The Quilt, by the way, weighs more than 54 tons, and has over 96,000 names. At that, it represents maybe 20% of the people who died of AIDS in the US alone.

There were many trans women dying, too, btw. Don’t forget them. (Cis queer women did die of AIDS, too, but in far smaller numbers.) Life was and is incredibly hard for trans women, especially TWOC. Pushed out to live on the streets young, or unable to get legal work, they were (and are) often forced into sex work of the most dangerous kinds, a really good way to get HIV at the time. Those for whom life was not quite so bad often found homes in the gay community, if they were attracted to men, and identified as drag queens, often for years before transitioning.

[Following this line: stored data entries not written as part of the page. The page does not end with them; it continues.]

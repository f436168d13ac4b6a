//! Conversation and chat payload types shared by the server and the client.

use chrono::{DateTime, Utc};
use serde::{Deserialize, Serialize};

/// Number of characters of the first user message used as a conversation title.
pub const TITLE_PREVIEW_CHARS: usize = 50;

#[derive(Debug, Clone, Copy, PartialEq, Eq, Hash, Serialize, Deserialize)]
#[serde(rename_all = "lowercase")]
pub enum MessageRole {
    User,
    Assistant,
    System,
}

impl MessageRole {
    pub fn as_str(&self) -> &'static str {
        match self {
            Self::User => "user",
            Self::Assistant => "assistant",
            Self::System => "system",
        }
    }

    pub fn parse(s: &str) -> Option<Self> {
        match s {
            "user" => Some(Self::User),
            "assistant" => Some(Self::Assistant),
            "system" => Some(Self::System),
            _ => None,
        }
    }
}

/// A server-side conversation.
#[derive(Debug, Clone, PartialEq, Serialize, Deserialize)]
pub struct Conversation {
    pub id: i64,
    pub user_id: i64,
    pub title: Option<String>,
    pub created_at: DateTime<Utc>,
    pub updated_at: DateTime<Utc>,
}

impl Conversation {
    /// Title to display, falling back to `Conversation <id>`.
    pub fn display_title(&self) -> String {
        match self.title.as_deref().map(str::trim) {
            Some(t) if !t.is_empty() => t.to_string(),
            _ => format!("Conversation {}", self.id),
        }
    }
}

/// Derive a conversation title from the first user message.
pub fn title_preview(message: &str) -> String {
    let trimmed = message.trim();
    if trimmed.chars().count() <= TITLE_PREVIEW_CHARS {
        return trimmed.to_string();
    }
    let mut preview: String = trimmed.chars().take(TITLE_PREVIEW_CHARS).collect();
    preview.push_str("...");
    preview
}

/// A persisted chat message.
#[derive(Debug, Clone, PartialEq, Serialize, Deserialize)]
pub struct StoredMessage {
    pub id: i64,
    pub conversation_id: i64,
    pub user_id: i64,
    pub role: MessageRole,
    pub content: String,
    /// Tool calls executed while answering this message, as stored JSON.
    #[serde(default, skip_serializing_if = "Option::is_none")]
    pub tool_calls: Option<serde_json::Value>,
    pub created_at: DateTime<Utc>,
}

/// Insert payload for a chat message.
#[derive(Debug, Clone)]
pub struct NewMessage {
    pub conversation_id: i64,
    pub user_id: i64,
    pub role: MessageRole,
    pub content: String,
    pub tool_calls: Option<serde_json::Value>,
}

/// Conversation with its full message history, oldest first.
#[derive(Debug, Clone, PartialEq, Serialize, Deserialize)]
pub struct ConversationDetail {
    #[serde(flatten)]
    pub conversation: Conversation,
    pub messages: Vec<StoredMessage>,
}

/// Body of `POST /api/{user_id}/chat`.
#[derive(Debug, Clone, PartialEq, Serialize, Deserialize)]
pub struct ChatRequest {
    pub user_id: i64,
    pub message: String,
    #[serde(default, skip_serializing_if = "Option::is_none")]
    pub conversation_id: Option<i64>,
}

/// A tool call the assistant executed during a chat turn.
#[derive(Debug, Clone, PartialEq, Serialize, Deserialize)]
pub struct ExecutedToolCall {
    pub name: String,
    pub arguments: serde_json::Value,
    pub result: serde_json::Value,
}

impl ExecutedToolCall {
    /// Whether the tool result reported success.
    pub fn succeeded(&self) -> bool {
        self.result
            .get("success")
            .and_then(|v| v.as_bool())
            .unwrap_or(false)
    }
}

#[derive(Debug, Clone, PartialEq, Eq, Serialize, Deserialize)]
pub struct ReplyMessage {
    pub role: MessageRole,
    pub content: String,
}

#[derive(Debug, Clone, Default, PartialEq, Eq, Serialize, Deserialize)]
pub struct ChatMetadata {
    pub has_tool_calls: bool,
}

/// Response of `POST /api/{user_id}/chat`.
#[derive(Debug, Clone, PartialEq, Serialize, Deserialize)]
pub struct ChatResponse {
    pub conversation_id: i64,
    pub message: ReplyMessage,
    #[serde(default)]
    pub tool_calls_executed: Vec<ExecutedToolCall>,
    pub success: bool,
    #[serde(default, skip_serializing_if = "Option::is_none")]
    pub error_message: Option<String>,
    #[serde(default)]
    pub metadata: ChatMetadata,
}

#[cfg(test)]
mod tests {
    use super::*;

    #[test]
    fn role_serde_lowercase() {
        assert_eq!(serde_json::to_string(&MessageRole::Assistant).unwrap(), "\"assistant\"");
        assert_eq!(MessageRole::parse("user"), Some(MessageRole::User));
        assert_eq!(MessageRole::parse("tool"), None);
    }

    #[test]
    fn display_title_falls_back_to_id() {
        let now = Utc::now();
        let mut conv = Conversation {
            id: 42,
            user_id: 1,
            title: None,
            created_at: now,
            updated_at: now,
        };
        assert_eq!(conv.display_title(), "Conversation 42");
        conv.title = Some("Groceries".into());
        assert_eq!(conv.display_title(), "Groceries");
    }

    #[test]
    fn title_preview_truncates() {
        assert_eq!(title_preview("  hi  "), "hi");
        let long = "a".repeat(80);
        let preview = title_preview(&long);
        assert_eq!(preview.chars().count(), TITLE_PREVIEW_CHARS + 3);
        assert!(preview.ends_with("..."));
    }

    #[test]
    fn detail_flattens_conversation() {
        let now = Utc::now();
        let detail = ConversationDetail {
            conversation: Conversation {
                id: 3,
                user_id: 1,
                title: Some("t".into()),
                created_at: now,
                updated_at: now,
            },
            messages: vec![],
        };
        let json = serde_json::to_value(&detail).unwrap();
        assert_eq!(json["id"], 3);
        assert!(json["messages"].as_array().unwrap().is_empty());
    }

    #[test]
    fn chat_response_defaults() {
        let json = r#"{
            "conversation_id": 5,
            "message": {"role": "assistant", "content": "Done"},
            "success": true
        }"#;
        let resp: ChatResponse = serde_json::from_str(json).unwrap();
        assert!(resp.tool_calls_executed.is_empty());
        assert!(!resp.metadata.has_tool_calls);
        assert!(resp.error_message.is_none());
    }

    #[test]
    fn executed_tool_call_success_flag() {
        let call = ExecutedToolCall {
            name: "add_task".into(),
            arguments: serde_json::json!({"title": "x"}),
            result: serde_json::json!({"success": true, "message": "ok"}),
        };
        assert!(call.succeeded());
    }
}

In that situation, they were at the same risk for the virus as cis gay men.

Cis queer women, while at a much lower risk on a sexual vector, were there, too. Helping. Most of the case workers at that agency and every agency I later encountered were queer women. Queer woman cooked and cleaned and cared for the dying, and for the survivors. We held hands with those waiting for their test results. Went out on the protests, helped friends who could barely move to lie down on the steps of the hospitals that would not take them in — those were the original Die-Ins, btw, people who were literally lying down to die rather than move, who meant to die right there out in public — marched, carted the Quilt panels from place to place. Whatever our friends and brothers needed. We did what we could.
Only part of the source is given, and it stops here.